What the exercise asks =
In the records, find each line where "ApiDoc" occurs, and copy it.

+++ Listed entries

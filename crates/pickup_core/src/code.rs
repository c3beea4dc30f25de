//! crates/pickup_core/src/code.rs
//!
//! Human-readable tracking codes. The alphabet leaves out 0, 1, I and O so a code
//! can be read back over the counter without confusion.

use rand::Rng;

pub const CODE_ALPHABET: &[u8; 32] = b"ABCDEFGHJKLMNPQRSTUVWXYZ23456789";
pub const CODE_LENGTH: usize = 6;

pub fn generate_code() -> String {
    generate_code_with(&mut rand::thread_rng())
}

/// Samples `CODE_LENGTH` symbols uniformly from `CODE_ALPHABET`.
pub fn generate_code_with<R: Rng + ?Sized>(rng: &mut R) -> String {
    (0..CODE_LENGTH)
        .map(|_| CODE_ALPHABET[rng.gen_range(0..CODE_ALPHABET.len())] as char)
        .collect()
}

/// Upper-cases and trims what a customer typed in.
pub fn normalize_code(input: &str) -> String {
    input.trim().to_ascii_uppercase()
}

pub fn is_valid_code(code: &str) -> bool {
    code.len() == CODE_LENGTH && code.bytes().all(|b| CODE_ALPHABET.contains(&b))
}
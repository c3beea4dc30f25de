//! services/api/src/web/api_error.rs
//!
//! The single error body returned by every endpoint, and the mapping from core
//! errors onto it. Internal failures are logged in full and answered with a
//! generic message.

use axum::{
    extract::rejection::{JsonRejection, PathRejection, QueryRejection},
    http::StatusCode,
    response::{IntoResponse, Response},
    Json,
};
use pickup_core::admission::AdmissionError;
use pickup_core::catalog::CatalogError;
use pickup_core::ports::PortError;
use pickup_core::reports::ReportError;
use pickup_core::tracker::TrackerError;
use serde::Serialize;
use tracing::error;
use utoipa::ToSchema;

const INTERNAL_MESSAGE: &str = "An internal error occurred. Please try again later.";

#[derive(Debug, Serialize, ToSchema)]
pub struct ErrorBody {
    /// Stable error category, e.g. `invalid-argument` or `resource-exhausted`.
    pub code: String,
    /// Stable reason within the category, e.g. `slot_full`.
    pub reason: String,
    pub message: String,
    #[serde(skip_serializing_if = "Option::is_none")]
    #[schema(value_type = Option<Object>)]
    pub details: Option<serde_json::Value>,
}

#[derive(Debug)]
pub struct HttpError {
    pub status: StatusCode,
    pub body: ErrorBody,
}

fn status_for(code: &str) -> StatusCode {
    match code {
        "invalid-argument" => StatusCode::BAD_REQUEST,
        "unauthenticated" => StatusCode::UNAUTHORIZED,
        "permission-denied" => StatusCode::FORBIDDEN,
        "not-found" => StatusCode::NOT_FOUND,
        "already-exists" | "resource-exhausted" => StatusCode::CONFLICT,
        "aborted" => StatusCode::SERVICE_UNAVAILABLE,
        _ => StatusCode::INTERNAL_SERVER_ERROR,
    }
}

impl HttpError {
    pub fn new(code: &str, reason: &str, message: impl Into<String>) -> Self {
        Self {
            status: status_for(code),
            body: ErrorBody {
                code: code.to_string(),
                reason: reason.to_string(),
                message: message.into(),
                details: None,
            },
        }
    }

    pub fn with_details(mut self, details: serde_json::Value) -> Self {
        self.body.details = Some(details);
        self
    }

    pub fn invalid(reason: &str, message: impl Into<String>) -> Self {
        Self::new("invalid-argument", reason, message)
    }

    pub fn unauthenticated() -> Self {
        Self::new("unauthenticated", "no_session", "Sign in to continue.")
    }

    /// Logs `cause` and hides it from the client.
    pub fn internal(cause: impl std::fmt::Display) -> Self {
        error!(error = %cause, "Request failed with an internal error");
        Self::new("internal", "internal", INTERNAL_MESSAGE)
    }
}

impl IntoResponse for HttpError {
    fn into_response(self) -> Response {
        (self.status, Json(self.body)).into_response()
    }
}

impl From<JsonRejection> for HttpError {
    fn from(rejection: JsonRejection) -> Self {
        HttpError::invalid("malformed_body", rejection.body_text())
    }
}

impl From<QueryRejection> for HttpError {
    fn from(rejection: QueryRejection) -> Self {
        HttpError::invalid("malformed_query", rejection.body_text())
    }
}

impl From<PathRejection> for HttpError {
    fn from(rejection: PathRejection) -> Self {
        HttpError::invalid("malformed_path", rejection.body_text())
    }
}

impl From<PortError> for HttpError {
    fn from(e: PortError) -> Self {
        match e {
            PortError::NotFound(what) => HttpError::new("not-found", "not_found", what),
            PortError::Conflict(what) => HttpError::new("already-exists", "conflict", what),
            PortError::Unauthorized => HttpError::unauthenticated(),
            PortError::SlotFull(full) => {
                HttpError::new("resource-exhausted", "slot_full", full.to_string())
            }
            PortError::Contention(_) => HttpError::new(
                "aborted",
                "contention",
                "The service is busy. Please try again.",
            ),
            PortError::Unexpected(_) => HttpError::internal(e),
        }
    }
}

impl From<AdmissionError> for HttpError {
    fn from(e: AdmissionError) -> Self {
        match &e {
            AdmissionError::Port(_) => HttpError::internal(&e),
            AdmissionError::IncompleteLine { issues, .. } => {
                let details = serde_json::json!({ "issues": issues });
                HttpError::new(e.code(), e.reason(), e.to_string()).with_details(details)
            }
            AdmissionError::SlotFull(full) => {
                let details = serde_json::json!({ "used": full.count, "limit": full.limit });
                HttpError::new(e.code(), e.reason(), "This pickup time is fully booked.")
                    .with_details(details)
            }
            _ => HttpError::new(e.code(), e.reason(), e.to_string()),
        }
    }
}

impl From<TrackerError> for HttpError {
    fn from(e: TrackerError) -> Self {
        match &e {
            TrackerError::Port(_) => HttpError::internal(&e),
            _ => HttpError::new(e.code(), e.reason(), e.to_string()),
        }
    }
}

impl From<CatalogError> for HttpError {
    fn from(e: CatalogError) -> Self {
        match e {
            CatalogError::StaffOnly => HttpError::new("permission-denied", "staff_only", e.to_string()),
            CatalogError::AdminOnly => HttpError::new("permission-denied", "admin_only", e.to_string()),
            CatalogError::EmptyName => HttpError::invalid("empty_name", e.to_string()),
            CatalogError::InvalidPrice => HttpError::invalid("invalid_price", e.to_string()),
            CatalogError::Port(port) => port.into(),
        }
    }
}

impl From<ReportError> for HttpError {
    fn from(e: ReportError) -> Self {
        match e {
            ReportError::Forbidden => HttpError::new("permission-denied", "admin_only", e.to_string()),
            ReportError::InvertedRange { .. } => HttpError::invalid("inverted_range", e.to_string()),
            ReportError::Port(port) => port.into(),
        }
    }
}

#[cfg(test)]
mod tests {
    use super::*;
    use chrono::NaiveDate;
    use pickup_core::ledger::{SlotFull, SlotKey};

    #[test]
    fn slot_full_maps_to_conflict_with_counts() {
        let full = SlotFull {
            key: SlotKey::new(NaiveDate::from_ymd_opt(2024, 5, 17).unwrap(), 630),
            count: 5,
            limit: 5,
        };
        let err = HttpError::from(AdmissionError::SlotFull(full));
        assert_eq!(err.status, StatusCode::CONFLICT);
        assert_eq!(err.body.code, "resource-exhausted");
        assert_eq!(err.body.reason, "slot_full");
        assert_eq!(err.body.details, Some(serde_json::json!({ "used": 5, "limit": 5 })));
    }

    #[test]
    fn internal_errors_hide_their_cause() {
        let err = HttpError::from(AdmissionError::Port(PortError::Unexpected(
            "connection reset by peer".to_string(),
        )));
        assert_eq!(err.status, StatusCode::INTERNAL_SERVER_ERROR);
        assert_eq!(err.body.message, INTERNAL_MESSAGE);
    }

    #[test]
    fn contention_is_transient() {
        let err = HttpError::from(AdmissionError::Contention { attempts: 3 });
        assert_eq!(err.status, StatusCode::SERVICE_UNAVAILABLE);
        assert_eq!(err.body.code, "aborted");
    }
}
//! services/api/src/bin/api.rs

use api_lib::{
    adapters::{clock::SystemClock, db::DbAdapter, memory::InMemoryStore},
    config::Config,
    error::ApiError,
    web::{self, auth::ensure_bootstrap_admin, rest::ApiDoc, state::AppState},
};
use axum::http::{
    header::{ACCEPT, AUTHORIZATION, CONTENT_TYPE},
    HeaderValue, Method,
};
use axum::{extract::DefaultBodyLimit, Router};
use pickup_core::ports::{Catalog, OrderStore, StaffDirectory};
use sqlx::postgres::PgPoolOptions;
use std::sync::Arc;
use tokio_util::sync::CancellationToken;
use tower_http::cors::CorsLayer;
use tracing::{error, info, warn};
use tracing_subscriber::{layer::SubscriberExt, util::SubscriberInitExt};
use utoipa::OpenApi;
use utoipa_swagger_ui::SwaggerUi;

type Stores = (Arc<dyn OrderStore>, Arc<dyn Catalog>, Arc<dyn StaffDirectory>);

/// Connects to PostgreSQL when a URL is configured, otherwise keeps everything in memory.
async fn connect_stores(config: &Config) -> Result<Stores, ApiError> {
    match &config.database_url {
        Some(url) => {
            info!("Connecting to database...");
            let db_pool = PgPoolOptions::new().max_connections(10).connect(url).await?;
            let db_adapter = Arc::new(DbAdapter::new(db_pool));
            info!("Running database migrations...");
            db_adapter.run_migrations().await?;
            info!("Database migrations complete.");
            let orders: Arc<dyn OrderStore> = db_adapter.clone();
            let catalog: Arc<dyn Catalog> = db_adapter.clone();
            let staff: Arc<dyn StaffDirectory> = db_adapter;
            Ok((orders, catalog, staff))
        }
        None => {
            warn!("DATABASE_URL is not set; orders are kept in memory and lost on restart");
            let store = Arc::new(InMemoryStore::new());
            let orders: Arc<dyn OrderStore> = store.clone();
            let catalog: Arc<dyn Catalog> = store.clone();
            let staff: Arc<dyn StaffDirectory> = store;
            Ok((orders, catalog, staff))
        }
    }
}

#[tokio::main]
async fn main() -> Result<(), ApiError> {
    // --- 1. Load Configuration & Set Up Logging ---
    let config = Arc::new(Config::from_env()?);
    tracing_subscriber::registry()
        .with(tracing_subscriber::EnvFilter::new(config.log_level.to_string()))
        .with(tracing_subscriber::fmt::layer())
        .init();
    info!("Configuration loaded. Starting server...");

    // --- 2. Connect Storage ---
    let (orders, catalog, staff) = connect_stores(&config).await?;
    if let Some(admin) = &config.bootstrap_admin {
        ensure_bootstrap_admin(staff.as_ref(), admin).await?;
    }

    // --- 3. Build the Shared AppState ---
    let app_state = Arc::new(AppState::new(
        config.clone(),
        orders,
        catalog,
        staff,
        Arc::new(SystemClock),
    ));

    let origin = config
        .cors_origin
        .parse::<HeaderValue>()
        .map_err(|e| ApiError::CorsOrigin {
            origin: config.cors_origin.clone(),
            reason: e.to_string(),
        })?;
    let cors = CorsLayer::new()
        .allow_origin(origin)
        .allow_credentials(true)
        .allow_methods([
            Method::GET,
            Method::POST,
            Method::PATCH,
            Method::DELETE,
            Method::OPTIONS,
        ])
        .allow_headers([AUTHORIZATION, CONTENT_TYPE, ACCEPT]);

    // --- 4. Create the Web Router ---
    let api_router = web::router(app_state)
        .layer(DefaultBodyLimit::max(256 * 1024))
        .layer(cors);

    // Merge the API router with the Swagger UI router for a complete application.
    let app = Router::new()
        .merge(api_router)
        .merge(SwaggerUi::new("/swagger-ui").url("/api-docs/openapi.json", ApiDoc::openapi()));

    // --- 5. Start the Server ---
    info!("Starting server on {}", config.bind_address);
    info!(
        "Swagger UI available at http://{}/swagger-ui",
        config.bind_address
    );
    let shutdown = CancellationToken::new();
    let signal_token = shutdown.clone();
    tokio::spawn(async move {
        if let Err(e) = tokio::signal::ctrl_c().await {
            error!("Failed to listen for shutdown signal: {:?}", e);
        }
        info!("Shutdown signal received, draining connections...");
        signal_token.cancel();
    });

    let listener = tokio::net::TcpListener::bind(&config.bind_address).await?;
    axum::serve(listener, app)
        .with_graceful_shutdown(async move { shutdown.cancelled().await })
        .await?;

    info!("Server stopped.");
    Ok(())
}
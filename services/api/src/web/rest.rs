//! services/api/src/web/rest.rs
//!
//! Contains the Axum handlers for the customer and staff REST endpoints and the
//! master definition for the OpenAPI specification.

use crate::web::admin;
use crate::web::api_error::{ErrorBody, HttpError};
use crate::web::auth;
use crate::web::events::OrderEvent;
use crate::web::state::AppState;
use axum::{
    extract::{
        rejection::{JsonRejection, PathRejection, QueryRejection},
        Path, Query, State,
    },
    http::StatusCode,
    response::{IntoResponse, Json},
    Extension,
};
use chrono::{DateTime, NaiveDate, Utc};
use pickup_core::admission::{CartLine, PlaceOrder, SlotChoice};
use pickup_core::domain::{Caller, Order, OrderItem, OrderStatus, Product, ProductConfig, Selection};
use pickup_core::ports::OrderFilter;
use pickup_core::slots::{minute_of_day, SlotAvailability};
use rust_decimal::Decimal;
use serde::{Deserialize, Serialize};
use std::collections::BTreeMap;
use std::sync::Arc;
use tracing::warn;
use utoipa::{IntoParams, OpenApi, ToSchema};
use uuid::Uuid;

//=========================================================================================
// OpenAPI Master Definition
//=========================================================================================

#[derive(OpenApi)]
#[openapi(
    paths(
        health_handler,
        list_slots_handler,
        menu_handler,
        place_order_handler,
        track_order_handler,
        list_orders_handler,
        get_order_handler,
        update_status_handler,
        auth::login_handler,
        auth::logout_handler,
        auth::create_staff_handler,
        admin::list_products_handler,
        admin::create_product_handler,
        admin::update_product_handler,
        admin::delete_product_handler,
        admin::sales_report_handler,
    ),
    components(
        schemas(
            ErrorBody,
            HealthResponse,
            SlotResponse,
            SlotsResponse,
            ProductResponse,
            SlotRequest,
            CartLineRequest,
            PlaceOrderRequest,
            PlaceOrderResponse,
            TrackingResponse,
            OrderResponse,
            UpdateStatusRequest,
            StatusChangeResponse,
            auth::LoginRequest,
            auth::CreateStaffRequest,
            auth::StaffResponse,
            admin::CreateProductRequest,
            admin::UpdateProductRequest,
            admin::SalesReportResponse,
        )
    ),
    tags(
        (name = "Pickup Orders API", description = "Pickup slots, order admission and order tracking.")
    )
)]
pub struct ApiDoc;

//=========================================================================================
// API Response and Payload Structs
//=========================================================================================

#[derive(Serialize, ToSchema)]
pub struct HealthResponse {
    pub status: String,
    pub backend: String,
}

#[derive(Serialize, ToSchema)]
pub struct SlotResponse {
    pub label: String,
    pub start_minute: u32,
    pub limit: u32,
    pub used: u32,
    pub closed: bool,
    pub full: bool,
}

impl From<SlotAvailability> for SlotResponse {
    fn from(a: SlotAvailability) -> Self {
        Self {
            label: a.slot.label,
            start_minute: a.slot.start_minute,
            limit: a.slot.limit,
            used: a.used,
            closed: a.closed,
            full: a.full,
        }
    }
}

#[derive(Serialize, ToSchema)]
pub struct SlotsResponse {
    pub pickup_date: NaiveDate,
    /// Minutes since local midnight at the time of the request.
    pub now_minute: u32,
    pub slots: Vec<SlotResponse>,
}

#[derive(Serialize, ToSchema)]
pub struct ProductResponse {
    pub id: Uuid,
    pub name: String,
    #[schema(value_type = f64)]
    pub price: Decimal,
    pub active: bool,
    pub category: Option<String>,
    #[schema(value_type = Option<Object>)]
    pub config: Option<ProductConfig>,
    pub configurable: bool,
}

impl From<Product> for ProductResponse {
    fn from(p: Product) -> Self {
        Self {
            configurable: p.is_configurable(),
            id: p.id,
            name: p.name,
            price: p.price,
            active: p.active,
            category: p.category,
            config: p.config,
        }
    }
}

#[derive(Deserialize, Default, ToSchema)]
pub struct SlotRequest {
    pub label: Option<String>,
    pub start_minute: Option<i64>,
}

#[derive(Deserialize, ToSchema)]
pub struct CartLineRequest {
    pub product_id: Uuid,
    /// Option key to a single choice or a list of choices.
    #[serde(default)]
    #[schema(value_type = Object)]
    pub selections: BTreeMap<String, Selection>,
    #[serde(default)]
    pub salads: Vec<String>,
}

#[derive(Deserialize, ToSchema)]
pub struct PlaceOrderRequest {
    #[serde(default)]
    pub slot: SlotRequest,
    #[serde(default)]
    pub cart: Vec<CartLineRequest>,
    /// The total the client displayed. Compared against, never trusted.
    #[schema(value_type = Option<f64>)]
    pub total: Option<Decimal>,
}

impl From<PlaceOrderRequest> for PlaceOrder {
    fn from(req: PlaceOrderRequest) -> Self {
        PlaceOrder {
            slot: SlotChoice {
                label: req.slot.label,
                start_minute: req.slot.start_minute,
            },
            cart: req
                .cart
                .into_iter()
                .map(|line| CartLine {
                    product_id: line.product_id,
                    selections: line.selections,
                    salads: line.salads,
                })
                .collect(),
            client_total: req.total,
        }
    }
}

#[derive(Serialize, ToSchema)]
pub struct PlaceOrderResponse {
    pub order_id: Uuid,
    pub code: String,
    pub pickup_date: NaiveDate,
    pub pickup_time_label: String,
    #[schema(value_type = f64)]
    pub total: Decimal,
    pub warnings: Vec<String>,
}

/// What a customer may see about an order.
#[derive(Serialize, ToSchema)]
pub struct TrackingResponse {
    pub code: String,
    #[schema(value_type = String)]
    pub status: OrderStatus,
    pub pickup_time_label: String,
    pub pickup_date: NaiveDate,
}

#[derive(Serialize, ToSchema)]
pub struct OrderResponse {
    pub id: Uuid,
    pub code: String,
    pub pickup_date: NaiveDate,
    pub pickup_start_minute: u32,
    pub pickup_time_label: String,
    #[schema(value_type = Vec<Object>)]
    pub items: Vec<OrderItem>,
    #[schema(value_type = f64)]
    pub total: Decimal,
    #[schema(value_type = String)]
    pub status: OrderStatus,
    pub created_at: DateTime<Utc>,
}

impl From<Order> for OrderResponse {
    fn from(o: Order) -> Self {
        Self {
            id: o.id,
            code: o.code,
            pickup_date: o.pickup_date,
            pickup_start_minute: o.pickup_start_minute,
            pickup_time_label: o.pickup_time_label,
            items: o.items,
            total: o.total,
            status: o.status,
            created_at: o.created_at,
        }
    }
}

#[derive(Deserialize, IntoParams)]
#[into_params(parameter_in = Query)]
pub struct ListOrdersQuery {
    /// Hide orders that are already `Ready`.
    #[serde(default)]
    pub open_only: bool,
    /// Only orders for this pickup date (`YYYY-MM-DD`).
    pub date: Option<NaiveDate>,
}

#[derive(Deserialize, ToSchema)]
pub struct UpdateStatusRequest {
    pub code: String,
    /// `New`, `InProgress` or `Ready`.
    pub status: String,
}

#[derive(Serialize, ToSchema)]
pub struct StatusChangeResponse {
    pub order_id: Uuid,
    pub code: String,
    #[schema(value_type = String)]
    pub status: OrderStatus,
    pub updated_at: DateTime<Utc>,
    pub warnings: Vec<String>,
}

const STALE_TRACKING_WARNING: &str =
    "status saved, but the customer tracking page may still show the previous status";

//=========================================================================================
// Public Handlers
//=========================================================================================

/// Liveness and storage check.
#[utoipa::path(
    get,
    path = "/health",
    responses(
        (status = 200, description = "Service is healthy", body = HealthResponse),
        (status = 500, description = "Storage is unreachable", body = ErrorBody)
    )
)]
pub async fn health_handler(
    State(state): State<Arc<AppState>>,
) -> Result<Json<HealthResponse>, HttpError> {
    state.orders.health_check().await?;
    Ok(Json(HealthResponse {
        status: "ok".to_string(),
        backend: state.orders.backend_name().to_string(),
    }))
}

/// Pickup slots offered right now, with live usage.
#[utoipa::path(
    get,
    path = "/slots",
    responses(
        (status = 200, description = "Current pickup slots", body = SlotsResponse),
        (status = 500, description = "Internal server error", body = ErrorBody)
    )
)]
pub async fn list_slots_handler(
    State(state): State<Arc<AppState>>,
) -> Result<Json<SlotsResponse>, HttpError> {
    let now = state.clock.local_now();
    let pickup_date = now.date();
    let usage = state.orders.capacity_usage(pickup_date).await?;
    let slots = state
        .admission
        .settings()
        .slots
        .availability(now, &usage)
        .into_iter()
        .map(SlotResponse::from)
        .collect();

    Ok(Json(SlotsResponse {
        pickup_date,
        now_minute: minute_of_day(now),
        slots,
    }))
}

/// The customer menu: active products only.
#[utoipa::path(
    get,
    path = "/products",
    responses(
        (status = 200, description = "Active products", body = [ProductResponse])
    )
)]
pub async fn menu_handler(
    State(state): State<Arc<AppState>>,
) -> Result<Json<Vec<ProductResponse>>, HttpError> {
    let products = state.catalog.menu().await?;
    Ok(Json(products.into_iter().map(ProductResponse::from).collect()))
}

/// Place an order for a pickup slot.
///
/// Prices are recomputed from the catalog. `warnings` is non-empty when the order
/// was accepted but its tracking record could not be written yet.
#[utoipa::path(
    post,
    path = "/orders",
    request_body = PlaceOrderRequest,
    responses(
        (status = 201, description = "Order accepted", body = PlaceOrderResponse),
        (status = 400, description = "Invalid cart or slot", body = ErrorBody),
        (status = 409, description = "Slot is full", body = ErrorBody),
        (status = 503, description = "Too much contention, retry", body = ErrorBody)
    )
)]
pub async fn place_order_handler(
    State(state): State<Arc<AppState>>,
    body: Result<Json<PlaceOrderRequest>, JsonRejection>,
) -> Result<impl IntoResponse, HttpError> {
    let Json(req) = body?;
    let placed = state.admission.place_order(req.into()).await?;

    state.events.publish(OrderEvent::OrderPlaced {
        order_id: placed.order_id,
        code: placed.code.clone(),
        pickup_date: placed.pickup_date,
        pickup_time_label: placed.pickup_time_label.clone(),
    });

    Ok((
        StatusCode::CREATED,
        Json(PlaceOrderResponse {
            order_id: placed.order_id,
            code: placed.code,
            pickup_date: placed.pickup_date,
            pickup_time_label: placed.pickup_time_label,
            total: placed.total,
            warnings: placed.warnings,
        }),
    ))
}

/// Look up an order by its tracking code.
#[utoipa::path(
    get,
    path = "/track/{code}",
    params(("code" = String, Path, description = "The six-character tracking code.")),
    responses(
        (status = 200, description = "Current status", body = TrackingResponse),
        (status = 404, description = "Unknown code", body = ErrorBody)
    )
)]
pub async fn track_order_handler(
    State(state): State<Arc<AppState>>,
    Path(code): Path<String>,
) -> Result<Json<TrackingResponse>, HttpError> {
    let public = state.tracker.public_status(&code).await?;
    Ok(Json(TrackingResponse {
        code: public.code,
        status: public.status,
        pickup_time_label: public.pickup_time_label,
        pickup_date: public.pickup_date,
    }))
}

//=========================================================================================
// Staff Handlers
//=========================================================================================

/// Orders for the staff board, sorted by pickup time.
#[utoipa::path(
    get,
    path = "/orders",
    params(ListOrdersQuery),
    responses(
        (status = 200, description = "Orders", body = [OrderResponse]),
        (status = 401, description = "Not signed in", body = ErrorBody)
    )
)]
pub async fn list_orders_handler(
    State(state): State<Arc<AppState>>,
    Extension(caller): Extension<Caller>,
    query: Result<Query<ListOrdersQuery>, QueryRejection>,
) -> Result<Json<Vec<OrderResponse>>, HttpError> {
    let Query(query) = query?;
    let filter = OrderFilter {
        pickup_date: query.date,
        open_only: query.open_only,
    };
    let orders = state.tracker.list_orders(&caller, &filter).await?;
    Ok(Json(orders.into_iter().map(OrderResponse::from).collect()))
}

#[utoipa::path(
    get,
    path = "/orders/{id}",
    params(("id" = Uuid, Path, description = "Order id.")),
    responses(
        (status = 200, description = "The order", body = OrderResponse),
        (status = 404, description = "Unknown order", body = ErrorBody)
    )
)]
pub async fn get_order_handler(
    State(state): State<Arc<AppState>>,
    Extension(caller): Extension<Caller>,
    order_id: Result<Path<Uuid>, PathRejection>,
) -> Result<Json<OrderResponse>, HttpError> {
    let Path(order_id) = order_id?;
    let order = state.tracker.get_order(&caller, order_id).await?;
    Ok(Json(order.into()))
}

/// Move an order to any status.
#[utoipa::path(
    patch,
    path = "/orders/{id}/status",
    params(("id" = Uuid, Path, description = "Order id.")),
    request_body = UpdateStatusRequest,
    responses(
        (status = 200, description = "Status changed", body = StatusChangeResponse),
        (status = 400, description = "Unknown status", body = ErrorBody),
        (status = 404, description = "Unknown order or code mismatch", body = ErrorBody)
    )
)]
pub async fn update_status_handler(
    State(state): State<Arc<AppState>>,
    Extension(caller): Extension<Caller>,
    order_id: Result<Path<Uuid>, PathRejection>,
    body: Result<Json<UpdateStatusRequest>, JsonRejection>,
) -> Result<Json<StatusChangeResponse>, HttpError> {
    let Path(order_id) = order_id?;
    let Json(req) = body?;
    let status: OrderStatus = req
        .status
        .parse()
        .map_err(|e: String| HttpError::invalid("unknown_status", e))?;

    let change = state
        .tracker
        .set_status(&caller, order_id, &req.code, status)
        .await?;

    let mut warnings = Vec::new();
    if !change.projection_synced {
        warn!(order_id = %change.order_id, "Status change left the tracking record stale");
        warnings.push(STALE_TRACKING_WARNING.to_string());
    }

    state.events.publish(OrderEvent::StatusChanged {
        order_id: change.order_id,
        code: change.code.clone(),
        status: change.status,
        pickup_time_label: change.pickup_time_label.clone(),
        updated_at: change.updated_at,
    });

    Ok(Json(StatusChangeResponse {
        order_id: change.order_id,
        code: change.code,
        status: change.status,
        updated_at: change.updated_at,
        warnings,
    }))
}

++++++

Problem solution =
    web::{self, auth::ensure_bootstrap_admin, rest::ApiDoc, state::AppState},
        .merge(SwaggerUi::new("/swagger-ui").url("/api-docs/openapi.json", ApiDoc::openapi()));
pub struct ApiDoc;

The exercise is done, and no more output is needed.